No, I'm not your stepmother. This, this word doesn't exist for me. What I am for you as a sacred interrupter, meaning I'm going to interrupt the storyline. I'm going to interrupt your day to day and let you know that there are other options, there are other things, and there are other positions that I inhabit that you have never even fathomed, because that's my job.


Absolutely. Say more about it. How I mean, and I'm with you, I just love to pull out all the details of like, so how are you interrupting? What are you, what are you doing? So, and this has been the position in my life since day one, right?


If I'm thinking about birth and rebirth and what I do here in Utah, it's always interrupting. Right? Doing these shows. I'm a full time performance artist. I'm a dominatrix.


I'm a clown. I'm a drag performer, a burlesque, heavily involved in psychology, but not in a formal training sense, but in the actual application of what particularly religious psychology has done to people and their sexuality, sensuality, and relationships, playing in that world all the time. So as a sacred interrupter, I get hired to break people out of the paradigm.


I get hired to allow them to explore fantasy. And what that is, is actually a stop of the program. We're going to stop. And you're coming into my dungeon, my house, to play in a program of your choosing.


We're interrupting or stopping or pausing just for an hour to play. And once you have that knowledge, you can't unknow something. something new.
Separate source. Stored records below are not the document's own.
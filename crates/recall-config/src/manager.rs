use crate::config::{Config, ConfigError, ConfigResult, StoreBackend};
use once_cell::sync::Lazy;
use regex::Regex;
use std::path::{Path, PathBuf};
use tracing::{debug, info};

static ENV_VAR_PATTERN: Lazy<Regex> =
    Lazy::new(|| Regex::new(r"\$\{([^}]+)\}").expect("env var pattern is a valid regex"));

/// 配置管理器
///
/// Owns the configuration file location and the loaded [`Config`]. The
/// configuration is read once; there is no hot-reload.
#[derive(Debug, Clone)]
pub struct ConfigManager {
    path: PathBuf,
    config: Config,
}

impl ConfigManager {
    /// Load the config file, creating a default one if it does not exist,
    /// then apply environment overrides.
    pub async fn load(path: &Path) -> ConfigResult<Self> {
        let mut manager = Self::load_file(path).await?;
        manager.config.apply_process_env()?;
        debug!(
            "Effective config: model={}, store={} ({})",
            manager.config.llm.model,
            manager.config.store.backend,
            manager.config.store.redacted_url()
        );
        Ok(manager)
    }

    /// Load only what the file says. Used when the result is written back,
    /// so environment secrets never end up on disk.
    pub async fn load_file(path: &Path) -> ConfigResult<Self> {
        let config = if path.exists() {
            info!("Loading config from {:?}", path);
            let content = tokio::fs::read_to_string(path).await?;
            let content = Self::expand_env_vars(&content)?;
            serde_json::from_str(&content)?
        } else {
            info!("Config file not found, creating default config at {:?}", path);
            let default_config = Config::default();
            // 确保父目录存在
            if let Some(parent) = path.parent() {
                tokio::fs::create_dir_all(parent).await?;
            }
            let content = serde_json::to_string_pretty(&default_config)?;
            tokio::fs::write(path, &content).await?;
            default_config
        };

        Ok(Self {
            path: path.to_path_buf(),
            config,
        })
    }

    /// 从默认位置加载配置
    pub async fn load_default() -> ConfigResult<Self> {
        let config_path = Self::default_config_path()?;
        Self::load(&config_path).await
    }

    /// 获取默认配置路径 (~/.recall/config.json)
    pub fn default_config_path() -> ConfigResult<PathBuf> {
        crate::default_config_path()
            .ok_or_else(|| ConfigError::InvalidPath("Could not find home directory".to_string()))
    }

    /// Wrap an already-built config (used by tests and `config init`).
    pub fn new(config: Config, path: PathBuf) -> Self {
        Self { path, config }
    }

    pub fn get(&self) -> &Config {
        &self.config
    }

    pub fn into_config(self) -> Config {
        self.config
    }

    /// 保存配置到文件
    pub async fn save(&self) -> ConfigResult<()> {
        let content = serde_json::to_string_pretty(&self.config)?;

        if let Some(parent) = self.path.parent() {
            tokio::fs::create_dir_all(parent).await?;
        }

        tokio::fs::write(&self.path, content).await?;
        info!("Config saved to {:?}", self.path);
        Ok(())
    }

    /// Mutate the config and persist it.
    pub async fn update<F>(&mut self, f: F) -> ConfigResult<()>
    where
        F: FnOnce(&mut Config) -> ConfigResult<()>,
    {
        f(&mut self.config)?;
        self.save().await
    }

    /// Fail fast on configuration the chat engine cannot run with.
    pub fn validate(config: &Config) -> ConfigResult<()> {
        if config.llm.api_key.trim().is_empty() {
            return Err(ConfigError::MissingValue(format!(
                "llm.api_key (set {})",
                crate::config::ENV_API_KEY
            )));
        }

        if config.llm.model.trim().is_empty() {
            return Err(ConfigError::MissingValue("llm.model".to_string()));
        }

        if config.llm.base_url.trim().is_empty() {
            return Err(ConfigError::MissingValue("llm.base_url".to_string()));
        }

        if !(0.0..=2.0).contains(&config.llm.temperature) {
            return Err(ConfigError::Validation(format!(
                "llm.temperature must be between 0 and 2, got {}",
                config.llm.temperature
            )));
        }

        if config.llm.timeout_seconds == 0 {
            return Err(ConfigError::Validation(
                "llm.timeout_seconds must be greater than 0".to_string(),
            ));
        }

        if config.store.default_ttl_hours > crate::config::MAX_TTL_HOURS {
            return Err(ConfigError::Validation(format!(
                "store.default_ttl_hours must be between 0 and {}, got {}",
                crate::config::MAX_TTL_HOURS,
                config.store.default_ttl_hours
            )));
        }

        if config.store.key_prefix.is_empty() {
            return Err(ConfigError::Validation(
                "store.key_prefix cannot be empty".to_string(),
            ));
        }

        if config.store.backend == StoreBackend::Redis {
            let url = config.store.url.trim();
            if url.is_empty() {
                return Err(ConfigError::MissingValue(format!(
                    "store.url (set {})",
                    crate::config::ENV_REDIS_URL
                )));
            }
            let known_scheme = ["redis://", "rediss://", "unix://", "redis+unix://"]
                .iter()
                .any(|scheme| url.starts_with(scheme));
            if !known_scheme {
                return Err(ConfigError::Validation(format!(
                    "store.url must start with redis://, rediss:// or unix://, got {}",
                    config.store.redacted_url()
                )));
            }
        }

        Ok(())
    }

    /// 展开环境变量 ${VAR} 或 ${VAR:-default}
    fn expand_env_vars(content: &str) -> ConfigResult<String> {
        let mut result = content.to_string();

        for cap in ENV_VAR_PATTERN.captures_iter(content) {
            let full_match = &cap[0];
            let var_expr = &cap[1];

            let (var_name, default_value) = match var_expr.split_once(":-") {
                Some((name, default)) => (name, Some(default)),
                None => (var_expr, None),
            };

            let replacement = match std::env::var(var_name) {
                Ok(val) => val,
                Err(_) => match default_value {
                    Some(default) => default.to_string(),
                    None => return Err(ConfigError::EnvVarNotFound(var_name.to_string())),
                },
            };

            result = result.replace(full_match, &replacement);
        }

        Ok(result)
    }

    /// 获取配置文件路径
    pub fn path(&self) -> &Path {
        &self.path
    }
}

#[cfg(test)]
mod tests {
    use super::*;
    use tempfile::TempDir;

    fn valid_config() -> Config {
        let mut config = Config::default();
        config.llm.api_key = "sk-or-test".to_string();
        config
    }

    #[tokio::test]
    async fn test_load_creates_default_config() {
        let temp_dir = TempDir::new().unwrap();
        let config_path = temp_dir.path().join("nested").join("config.json");

        let manager = ConfigManager::load(&config_path).await.unwrap();

        assert!(config_path.exists());
        assert_eq!(manager.get().store.key_prefix, "chat:");
        assert_eq!(manager.path(), config_path.as_path());
    }

    #[tokio::test]
    async fn test_save_and_reload() {
        let temp_dir = TempDir::new().unwrap();
        let config_path = temp_dir.path().join("config.json");

        let mut manager = ConfigManager::new(Config::default(), config_path.clone());
        manager
            .update(|config| config.set_value("store.key_prefix", "recall:"))
            .await
            .unwrap();

        let reloaded = ConfigManager::load(&config_path).await.unwrap();
        assert_eq!(reloaded.get().store.key_prefix, "recall:");
    }

    #[test]
    fn test_env_var_expansion() {
        std::env::set_var("RECALL_TEST_EXPAND_VAR", "test_value");

        let content = r#"{"key": "${RECALL_TEST_EXPAND_VAR}", "other": "${RECALL_TEST_UNSET_VAR:-fallback}"}"#;
        let expanded = ConfigManager::expand_env_vars(content).unwrap();

        assert!(expanded.contains("test_value"));
        assert!(expanded.contains("fallback"));
    }

    #[test]
    fn test_env_var_expansion_missing() {
        let content = r#"{"key": "${RECALL_TEST_DEFINITELY_UNSET}"}"#;
        let result = ConfigManager::expand_env_vars(content);
        assert!(matches!(result, Err(ConfigError::EnvVarNotFound(name)) if name == "RECALL_TEST_DEFINITELY_UNSET"));
    }

    #[test]
    fn test_validation_requires_api_key() {
        let config = Config::default();
        assert!(matches!(
            ConfigManager::validate(&config),
            Err(ConfigError::MissingValue(_))
        ));
        assert!(ConfigManager::validate(&valid_config()).is_ok());
    }

    #[test]
    fn test_validation_checks_store_url() {
        let mut config = valid_config();
        config.store.url = "http://localhost:6379".to_string();
        assert!(matches!(
            ConfigManager::validate(&config),
            Err(ConfigError::Validation(_))
        ));

        config.store.url = String::new();
        assert!(matches!(
            ConfigManager::validate(&config),
            Err(ConfigError::MissingValue(_))
        ));

        // the memory backend never touches the url
        config.store.backend = StoreBackend::Memory;
        assert!(ConfigManager::validate(&config).is_ok());
    }

    #[test]
    fn test_validation_checks_ranges() {
        let mut config = valid_config();
        config.llm.temperature = 3.5;
        assert!(ConfigManager::validate(&config).is_err());

        let mut config = valid_config();
        config.llm.timeout_seconds = 0;
        assert!(ConfigManager::validate(&config).is_err());

        let mut config = valid_config();
        config.store.key_prefix = String::new();
        assert!(ConfigManager::validate(&config).is_err());
    }

    #[test]
    fn test_validation_bounds_ttl() {
        let mut config = valid_config();
        config.store.default_ttl_hours = crate::config::MAX_TTL_HOURS;
        assert!(ConfigManager::validate(&config).is_ok());

        config.store.default_ttl_hours = 0;
        assert!(ConfigManager::validate(&config).is_ok());

        config.store.default_ttl_hours = 10_000_000_000;
        let err = ConfigManager::validate(&config).unwrap_err();
        assert!(err.to_string().contains("store.default_ttl_hours"));
    }
}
I wish I could. And there's this knowledge presented, right, which is why religion is so interesting because you know, you know, and you can't not know until new information is presented and that new knowledge actually informs that old knowledge and suddenly you know something different. And with gender, with sex, with religion, with love, with all of these things, it teaches us that we can know something different. We can know family in a different way. We can know partnership in a different way. We can know love and bonding in a different way.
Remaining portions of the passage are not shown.